While "The Frying Game" was originally thought to be the last episode of the season, "Poppa's Got a Brand New Badge" was later revealed to be the real season finale. Although new episodes of The Simpsons usually air on Sundays, "Poppa's Got a Brand New Badge" aired on Wednesday, May 22, 2002. On August 24, 2010, "Poppa's Got a Brand New Badge" was released as part of The Simpsons: The Complete Thirteenth Season DVD and Blu-ray set. Al Jean, Matt Selman, Carolyn Omine, Dana Gould, Joe Mantegna and Pete Michels participated in the audio commentary of the episode.

==Cultural references==
In a scene in the episode, Homer tells Marge about all the jobs he has had, referencing several episodes of the series. According to Jean, the scene was added during a rewrite of the episode's script. In another scene, Homer, in the Springfield church, attempts to recruit companions for his security company. The scene is a reference to the 1952 American western film High Noon, although the line "You all know me" was taken from the American horror/thriller film Jaws. When visiting the clothing store Wooly Bully, Homer has a rapid, monotone conversation with the cashier. The two speak in a similar manner to the characters in the American 1950s television crime drama Dragnet, of which Gould was a "big fan".

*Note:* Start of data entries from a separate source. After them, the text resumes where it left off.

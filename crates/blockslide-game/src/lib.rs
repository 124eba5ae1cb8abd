//! Level sessions for sliding-block puzzles.
//!
//! A [`Game`] starts from a [`Level`], owns the current board and applies
//! moves to it, keeping a bounded undo [`History`] and a move counter. When the
//! main vehicle's last cell lands on the goal the session is won and a
//! [`Score`] becomes available.
//!
//! # Examples
//!
//! ```
//! use blockslide_core::Label;
//! use blockslide_game::{Game, GameOptions, Level, MoveOutcome};
//!
//! let level = Level::new(0, "oIooLMoIBBLMAAJKooCCJKooxEEEoxGGHHoo", 18);
//! let mut game = Game::new(level, &GameOptions::default()).unwrap();
//!
//! let l = Label::new('L').unwrap();
//! assert_eq!(game.slide(l, 4).unwrap(), MoveOutcome::Moved { move_count: 1 });
//! assert_eq!(game.undo().unwrap(), Some(MoveOutcome::Moved { move_count: 2 }));
//! assert_eq!(game.board().to_string(), game.level().layout);
//! ```

mod error;
mod game;
mod history;
mod level;
mod score;
pub mod testing;

pub use self::{
    error::GameError,
    game::{Game, GameOptions, GameStatus, HistoryPolicy, MoveOutcome},
    history::{History, HistoryEntry},
    level::{DEFAULT_GOAL, Level},
    score::Score,
};
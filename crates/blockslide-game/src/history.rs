//! Undo history of a level session.

use std::{
    collections::{VecDeque, vec_deque},
    num::NonZero,
};

use blockslide_core::{Label, Positions};

/// A move as it can be reverted: which vehicle moved and where it was before.
#[derive(Debug, Clone, PartialEq, Eq)]
pub struct HistoryEntry {
    /// The vehicle that moved.
    pub label: Label,
    /// Its cells before the move.
    pub previous: Positions,
}

/// A bounded LIFO stack of [`HistoryEntry`].
///
/// When full, pushing drops the oldest entry.
#[derive(Debug, Clone)]
pub struct History {
    stack: VecDeque<HistoryEntry>,
    capacity: NonZero<usize>,
}

impl Default for History {
    fn default() -> Self {
        Self::new()
    }
}

impl History {
    /// Capacity used by [`History::new`].
    #[must_use]
    pub const fn default_capacity() -> NonZero<usize> {
        NonZero::new(5000).unwrap()
    }

    /// Creates an empty history with the default capacity.
    #[must_use]
    pub fn new() -> Self {
        Self::with_capacity(Self::default_capacity())
    }

    /// Creates an empty history holding at most `capacity` entries.
    #[must_use]
    pub fn with_capacity(capacity: NonZero<usize>) -> Self {
        Self {
            stack: VecDeque::new(),
            capacity,
        }
    }

    /// Returns the maximum number of entries kept.
    #[must_use]
    pub fn capacity(&self) -> NonZero<usize> {
        self.capacity
    }

    /// Returns the number of entries.
    #[must_use]
    pub fn len(&self) -> usize {
        self.stack.len()
    }

    /// Returns `true` if there is nothing to undo.
    #[must_use]
    pub fn is_empty(&self) -> bool {
        self.stack.is_empty()
    }

    /// Returns the entries from oldest to newest.
    pub fn entries(&self) -> vec_deque::Iter<'_, HistoryEntry> {
        self.stack.iter()
    }

    /// Pushes an entry, dropping the oldest one if the history is full.
    pub fn push(&mut self, entry: HistoryEntry) {
        if self.stack.len() == self.capacity.get() {
            self.stack.pop_front();
        }
        self.stack.push_back(entry);
    }

    /// Removes and returns the newest entry.
    pub fn pop(&mut self) -> Option<HistoryEntry> {
        self.stack.pop_back()
    }

    /// Removes every entry.
    pub fn clear(&mut self) {
        self.stack.clear();
    }
}

#[cfg(test)]
mod tests {
    use std::num::NonZero;

    use blockslide_core::{Cell, Label};

    use super::*;

    fn entry(label: char, first: u8) -> HistoryEntry {
        HistoryEntry {
            label: Label::new(label).unwrap(),
            previous: [Cell::new(first), Cell::new(first + 1)].into_iter().collect(),
        }
    }

    #[test]
    fn push_pop_is_lifo() {
        let mut history = History::new();
        history.push(entry('A', 0));
        history.push(entry('B', 6));
        history.push(entry('C', 12));

        assert_eq!(history.len(), 3);
        assert_eq!(history.pop(), Some(entry('C', 12)));
        assert_eq!(history.pop(), Some(entry('B', 6)));
        assert_eq!(history.pop(), Some(entry('A', 0)));
        assert_eq!(history.pop(), None);
        assert!(history.is_empty());
    }

    #[test]
    fn capacity_drops_oldest() {
        let mut history = History::with_capacity(NonZero::new(2).unwrap());
        history.push(entry('A', 0));
        history.push(entry('B', 6));
        history.push(entry('C', 12));

        let labels: Vec<char> = history.entries().map(|e| e.label.as_char()).collect();
        assert_eq!(labels, ['B', 'C']);
        assert_eq!(history.pop(), Some(entry('C', 12)));
        assert_eq!(history.pop(), Some(entry('B', 6)));
        assert_eq!(history.pop(), None);
    }

    #[test]
    fn clear_resets_history_state() {
        let mut history = History::new();
        history.push(entry('A', 0));
        history.push(entry('B', 6));

        history.clear();

        assert!(history.is_empty());
        assert_eq!(history.pop(), None);

        history.push(entry('C', 12));
        assert_eq!(history.len(), 1);
    }
}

When noticing that one of his ferrets is wearing a wire, Fat Tony tells it "you're not a pet, and you're not a friend. You're nothing to me." The line parodies a similar conversation between Michael and Fredo Corleone in the American gangster film The Godfather Part II. Near the end of the episode, Fat Tony drives to the Simpsons house in what seems to be a white Dodge Caravan, while shots of Springfield are shown on the way. The scene parodies the title sequence of the American television drama series The Sopranos, and features Alabama 3's song "Woke Up This Morning," which is also used in The Sopranos' title sequence. Michels stated that the parody was "very fun" to animate; "Being from New Jersey, it was a labor of love," he said in the episode's DVD commentary.

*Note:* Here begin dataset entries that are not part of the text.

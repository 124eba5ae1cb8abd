//! Slide ranges.
//!
//! A vehicle's range is the inclusive interval of *lead slots* it may occupy,
//! where the lead slot is the slot of its first (top-most or left-most) cell.
//! A two-cell horizontal vehicle alone on its row therefore has the range
//! `0..=4`: its lead cell can reach slot 4, leaving its tail on slot 5.

use std::{
    fmt::{self, Display},
    ops::RangeInclusive,
};

use crate::{
    cell::GRID_SIZE,
    cell_set::CellSet,
    piece::Vehicle,
};

/// An inclusive interval of lead slots (0-5).
#[derive(Debug, Clone, Copy, PartialEq, Eq, Hash)]
pub struct SlotRange {
    min: u8,
    max: u8,
}

impl SlotRange {
    /// Creates a range.
    ///
    /// # Panics
    ///
    /// Panics if `min > max` or `max` is not in the range 0-5.
    #[must_use]
    pub const fn new(min: u8, max: u8) -> Self {
        assert!(min <= max && max < GRID_SIZE);
        Self { min, max }
    }

    /// A range holding a single slot.
    #[must_use]
    pub const fn fixed(slot: u8) -> Self {
        Self::new(slot, slot)
    }

    /// Returns the smallest reachable lead slot.
    #[must_use]
    #[inline]
    pub const fn min(self) -> u8 {
        self.min
    }

    /// Returns the largest reachable lead slot.
    #[must_use]
    #[inline]
    pub const fn max(self) -> u8 {
        self.max
    }

    /// Returns `true` if `slot` lies in the range.
    #[must_use]
    #[inline]
    pub const fn contains(self, slot: u8) -> bool {
        self.min <= slot && slot <= self.max
    }

    /// Returns `true` if the vehicle cannot move at all.
    #[must_use]
    #[inline]
    pub const fn is_fixed(self) -> bool {
        self.min == self.max
    }

    /// Clamps `slot` into the range.
    #[must_use]
    #[inline]
    pub fn clamp(self, slot: u8) -> u8 {
        slot.clamp(self.min, self.max)
    }

    /// Returns the slots of the range in increasing order.
    #[must_use]
    pub fn slots(self) -> RangeInclusive<u8> {
        self.min..=self.max
    }
}

impl Display for SlotRange {
    fn fmt(&self, f: &mut fmt::Formatter<'_>) -> fmt::Result {
        write!(f, "{}..={}", self.min, self.max)
    }
}

/// Computes the lead-slot range of `vehicle` against the occupied cells.
///
/// The vehicle's own cells are ignored, so `occupied` may be the occupancy of
/// the whole board. Starting from its current ends, the vehicle is extended
/// backwards and forwards one cell at a time while the next cell on its line
/// is free.
///
/// # Examples
///
/// ```
/// use blockslide_core::{Board, Label, SlotRange, slide_range};
///
/// let board: Board = "oooooo\
///                     AAoooo\
///                     oooooo\
///                     oooooo\
///                     oooooo\
///                     oooooo"
///     .parse()
///     .unwrap();
/// let main = board.vehicle(Label::new('A').unwrap()).unwrap();
/// assert_eq!(slide_range(main, board.occupied()), SlotRange::new(0, 4));
/// ```
#[must_use]
pub fn slide_range(vehicle: &Vehicle, occupied: CellSet) -> SlotRange {
    let line = vehicle.line();
    let own: CellSet = vehicle.positions().iter().copied().collect();
    let blocked = occupied.difference(own);

    let first = vehicle.lead_slot();
    let last = vehicle.last_slot();

    let mut min = first;
    while min > 0 && !blocked.contains(line.cell_at(min - 1)) {
        min -= 1;
    }
    let mut max = last;
    while max + 1 < GRID_SIZE && !blocked.contains(line.cell_at(max + 1)) {
        max += 1;
    }

    SlotRange::new(min, max - (last - first))
}

#[cfg(test)]
mod tests {
    use super::*;
    use crate::{Board, Label};

    fn board(layout: &str) -> Board {
        layout.parse().expect("valid layout")
    }

    fn range_of(board: &Board, label: char) -> SlotRange {
        let vehicle = board
            .vehicle(Label::new(label).unwrap())
            .expect("vehicle exists");
        slide_range(vehicle, board.occupied())
    }

    #[test]
    fn test_free_row() {
        let board = board(
            "oooooo\
             AAoooo\
             oooooo\
             oooooo\
             oooooo\
             oooooo",
        );
        assert_eq!(range_of(&board, 'A'), SlotRange::new(0, 4));
    }

    #[test]
    fn test_boxed_in_vehicle_is_fixed() {
        let board = board(
            "oooooo\
             oooooo\
             xAAxoo\
             oooooo\
             oooooo\
             oooooo",
        );
        let range = range_of(&board, 'A');
        assert_eq!(range, SlotRange::fixed(1));
        assert!(range.is_fixed());
    }

    #[test]
    fn test_vertical_blocked_by_other_vehicle() {
        let board = board(
            "oBoooo\
             oBoooo\
             oAAooo\
             oooooo\
             oCCCoo\
             oooooo",
        );
        // B occupies column 1 slots 0-1, A sits below at slot 2.
        assert_eq!(range_of(&board, 'B'), SlotRange::fixed(0));
        assert_eq!(range_of(&board, 'A'), SlotRange::new(0, 4));
        assert_eq!(range_of(&board, 'C'), SlotRange::new(0, 3));
    }

    #[test]
    fn test_range_with_gap_on_both_sides() {
        let board = board(
            "ooooox\
             oooooo\
             xooAAo\
             oooooo\
             oooooo\
             oooooo",
        );
        assert_eq!(range_of(&board, 'A'), SlotRange::new(1, 4));
    }

    #[test]
    fn test_clamp_and_contains() {
        let range = SlotRange::new(1, 3);
        assert_eq!(range.clamp(0), 1);
        assert_eq!(range.clamp(5), 3);
        assert_eq!(range.clamp(2), 2);
        assert!(range.contains(3));
        assert!(!range.contains(4));
        assert_eq!(range.slots().collect::<Vec<_>>(), [1, 2, 3]);
    }
}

The episode title is a reference to the James Brown song "Papa's Got A Brand New Bag".
The monster of SpringShield commercial is a parody of The New Woody Woodpecker Show Badger character, including a quote "Hey buddy".

==Reception==
In its original American broadcast, "Poppa's Got a Brand New Badge" received a 5.0 rating, according to Nielsen Media Research, translating to approximately 5.3 million viewers. The episode finished in 53rd place in the ratings for the week of May 20–26, 2002. Together with the first half-hour of Celebrity Boxing, the shows averaged a 3.9 rating among adults between ages 18 and 49, pushing Fox to number two for the night, just behind NBC. Some listings do not name this show as the Season 13 finale because it aired outside of the series' regular Sunday 8PM EST timeslot; those listings name this episode as a "special airing" and list The Frying Game as the S13 finale instead.

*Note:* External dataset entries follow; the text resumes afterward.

//! Grid cell coordinates.

use std::fmt::{self, Display};

/// Number of rows and columns on the board.
pub const GRID_SIZE: u8 = 6;

/// Number of cells on the board.
pub const CELL_COUNT: usize = (GRID_SIZE as usize) * (GRID_SIZE as usize);

/// A cell on the 6×6 board, identified by its row-major index (0-35).
///
/// # Examples
///
/// ```
/// use blockslide_core::Cell;
///
/// let cell = Cell::new(14);
/// assert_eq!(cell.row_col(), (2, 2));
/// assert_eq!(Cell::from_row_col(2, 2), cell);
/// ```
#[derive(Debug, Default, Clone, Copy, PartialEq, Eq, PartialOrd, Ord, Hash)]
pub struct Cell {
    index: u8,
}

impl Cell {
    /// All cells in row-major order.
    pub const ALL: [Self; CELL_COUNT] = {
        let mut all = [Self { index: 0 }; CELL_COUNT];
        let mut i = 0;
        #[expect(clippy::cast_possible_truncation)]
        while i < CELL_COUNT {
            all[i] = Self { index: i as u8 };
            i += 1;
        }
        all
    };

    /// Creates a cell from its row-major index.
    ///
    /// # Panics
    ///
    /// Panics if `index` is not in the range 0-35.
    #[must_use]
    #[inline]
    pub const fn new(index: u8) -> Self {
        assert!((index as usize) < CELL_COUNT);
        Self { index }
    }

    /// Creates a cell from its row-major index, returning `None` when it is off the board.
    #[must_use]
    #[inline]
    pub fn try_new(index: usize) -> Option<Self> {
        u8::try_from(index)
            .ok()
            .filter(|&i| usize::from(i) < CELL_COUNT)
            .map(|index| Self { index })
    }

    /// Creates a cell from its row and column (both 0-5).
    ///
    /// # Panics
    ///
    /// Panics if `row` or `col` is not in the range 0-5.
    #[must_use]
    #[inline]
    pub const fn from_row_col(row: u8, col: u8) -> Self {
        assert!(row < GRID_SIZE && col < GRID_SIZE);
        Self {
            index: row * GRID_SIZE + col,
        }
    }

    /// Returns the row-major index (0-35).
    #[must_use]
    #[inline]
    pub const fn index(self) -> u8 {
        self.index
    }

    /// Returns the row (0-5).
    #[must_use]
    #[inline]
    pub const fn row(self) -> u8 {
        self.index / GRID_SIZE
    }

    /// Returns the column (0-5).
    #[must_use]
    #[inline]
    pub const fn col(self) -> u8 {
        self.index % GRID_SIZE
    }

    /// Returns `(row, col)`.
    #[must_use]
    #[inline]
    pub const fn row_col(self) -> (u8, u8) {
        (self.row(), self.col())
    }

    /// Returns the cell `offset` indices away, or `None` if it falls off the board.
    ///
    /// This is plain index arithmetic; it does not check that the result stays
    /// on the same row.
    #[must_use]
    #[inline]
    pub fn offset(self, offset: isize) -> Option<Self> {
        usize::from(self.index)
            .checked_add_signed(offset)
            .and_then(Self::try_new)
    }
}

impl Display for Cell {
    fn fmt(&self, f: &mut fmt::Formatter<'_>) -> fmt::Result {
        Display::fmt(&self.index, f)
    }
}

impl From<Cell> for usize {
    fn from(cell: Cell) -> usize {
        usize::from(cell.index)
    }
}
//! Benchmarks for level sessions.
//!
//! # Benchmarks
//!
//! - **`parse`**: Parses a layout into a board, deriving every slide range.
//! - **`slide_and_undo`**: Plays a fixed script of slides on a fresh session,
//!   then undoes all of them.
//!
//! # Running
//!
//! ```sh
//! cargo bench --bench moves
//! ```

use std::hint;

use blockslide_core::{Board, Label};
use blockslide_game::{Game, GameOptions, Level};
use criterion::{BatchSize, BenchmarkId, Criterion, criterion_group, criterion_main};

const LAYOUTS: [(&str, &str); 2] = [
    ("sample", "oIooLMoIBBLMAAJKooCCJKooxEEEoxGGHHoo"),
    ("open", "ooooooooooBoAAooBooooooooooooooooooo"),
];

// Every slide stays within range on the sample layout.
const SCRIPT: [(char, u8); 7] = [
    ('E', 2),
    ('H', 4),
    ('L', 2),
    ('B', 3),
    ('M', 2),
    ('H', 2),
    ('E', 1),
];

fn bench_parse(c: &mut Criterion) {
    for (name, layout) in LAYOUTS {
        c.bench_with_input(BenchmarkId::new("parse", name), layout, |b, layout| {
            b.iter(|| hint::black_box(layout).parse::<Board>().unwrap());
        });
    }
}

fn bench_slide_and_undo(c: &mut Criterion) {
    let level = Level::new(0, LAYOUTS[0].1, 1);
    let options = GameOptions::default();
    let script: Vec<(Label, u8)> = SCRIPT
        .iter()
        .map(|&(label, slot)| (Label::new(label).unwrap(), slot))
        .collect();

    c.bench_function("slide_and_undo", |b| {
        b.iter_batched(
            || Game::new(level.clone(), &options).unwrap(),
            |mut game| {
                for &(label, slot) in &script {
                    game.slide(label, slot).unwrap();
                }
                while game.undo().unwrap().is_some() {}
                game
            },
            BatchSize::SmallInput,
        );
    });
}

criterion_group!(benches, bench_parse, bench_slide_and_undo);
criterion_main!(benches);
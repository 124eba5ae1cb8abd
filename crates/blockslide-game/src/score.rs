//! Level scores.

/// The result of a won level.
///
/// The score is the ratio of the level's minimum move count to the moves
/// actually played, so a perfect solve scores `1.0`.
///
/// # Examples
///
/// ```
/// use blockslide_game::Score;
///
/// let best = Score::new(6, 6);
/// let sloppy = Score::new(6, 12);
/// assert!((sloppy.ratio() - 0.5).abs() < f64::EPSILON);
/// assert!(best.is_improvement_over(&sloppy));
/// assert!(!sloppy.is_improvement_over(&best));
/// ```
#[derive(Debug, Clone, Copy, PartialEq, Eq, serde::Serialize, serde::Deserialize)]
#[serde(rename_all = "camelCase")]
pub struct Score {
    /// Fewest moves known to solve the level.
    pub minimum_moves: u32,
    /// Moves played, undo replays included.
    pub move_count: u32,
}

impl Score {
    /// Creates a score.
    #[must_use]
    pub fn new(minimum_moves: u32, move_count: u32) -> Self {
        Self {
            minimum_moves,
            move_count,
        }
    }

    /// Returns `minimum_moves / move_count`.
    ///
    /// A score with no moves is treated as a single move.
    #[must_use]
    pub fn ratio(&self) -> f64 {
        f64::from(self.minimum_moves) / f64::from(self.move_count.max(1))
    }

    /// Returns `true` if this score should replace `previous` as the best one.
    #[must_use]
    pub fn is_improvement_over(&self, previous: &Score) -> bool {
        self.ratio() > previous.ratio()
    }
}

Following its home video release, "Poppa's Got a Brand New Badge" received mixed reviews from critics. Writing for 411Mania, Ron Martin gave the episode a mixed review, calling it "passable." He wrote that "Poppa's Got a Brand New Badge" is "far from memorable as season finales should be." DVD Movie Guide's Colin Jacobson wrote "Like many S13 episodes, "Badge" feels more than a little derivative," describing the episode as a combination of the season 4 episode "Mr. Plow" and the season 5 episode "Homer the Vigilante". He continued by writing "That doesn’t mean the show lacks amusement, but it’s too rehashed to end the year with a real winner." Nate Boss of Project-Blu described it as "A random episode, without many laughs," however, he added that it "could have been worse."

Giving the episode a positive review, Jennifer Malkowski of DVD Verdict gave it a B+, billing "Homer's 'You know I've had a lot of jobs' list" as the episode's "highlight". Writing for Screen Jabber, Stuart O'Connor was favorable as well, describing it as a "first-rate ep[isode]". Screen Rant called it the best episode of the 13th season.